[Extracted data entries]
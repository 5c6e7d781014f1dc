//! Message catalog, sequencing and per-tick send/receive for the GUI link.
//!
//! The render host sends `Connect`, `Plugins` and `Sensors` in that order;
//! the GUI accepts them in the same order. Each side tracks its position
//! with its own [`Sequencer`]. There are no acknowledgements: the sender
//! repeats a message every tick until its write succeeds, and the receiver
//! drops anything it didn't expect.

pub mod error;
pub mod exchange;
pub mod link;
pub mod messages;
pub mod sequencer;

pub use error::{ProtocolError, Rejection, Result};
pub use exchange::{decode_message, receive_message, send_message};
pub use link::{Link, LinkConfig, LinkEvent, DEFAULT_PIPE_NAME, PROTOCOL_VERSION};
pub use messages::{
    Connect, DecodedMessage, Message, MessageId, Null, OwnedMessage, PluginInfo, PluginInfoView,
    Plugins, PluginsView, Sensor, SensorPluginRef, SensorView, Sensors, SensorsView, Size,
    SurfaceHandle, WidgetPluginRef,
};
pub use sequencer::Sequencer;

**ACTIVITY:** From the first line to the last, please write out the entries exactly.

**SOLUTION TO THIS TASK:**
repository 5c6e7d781014f1dc
//! Message catalog, sequencing and per-tick send/receive for the GUI link.
//!
//! The render host sends `Connect`, `Plugins` and `Sensors` in that order;
//! the GUI accepts them in the same order. Each side tracks its position
//! with its own [`Sequencer`]. There are no acknowledgements: the sender
//! repeats a message every tick until its write succeeds, and the receiver
//! drops anything it didn't expect.

pub mod error;
pub mod exchange;
pub mod link;
pub mod messages;
pub mod sequencer;

pub use error::{ProtocolError, Rejection, Result};
pub use exchange::{decode_message, receive_message, send_message};
pub use link::{Link, LinkConfig, LinkEvent, DEFAULT_PIPE_NAME, PROTOCOL_VERSION};
pub use messages::{
    Connect, DecodedMessage, Message, MessageId, Null, OwnedMessage, PluginInfo, PluginInfoView,
    Plugins, PluginsView, Sensor, SensorPluginRef, SensorView, Sensors, SensorsView, Size,
    SurfaceHandle, WidgetPluginRef,
};
pub use sequencer::Sequencer;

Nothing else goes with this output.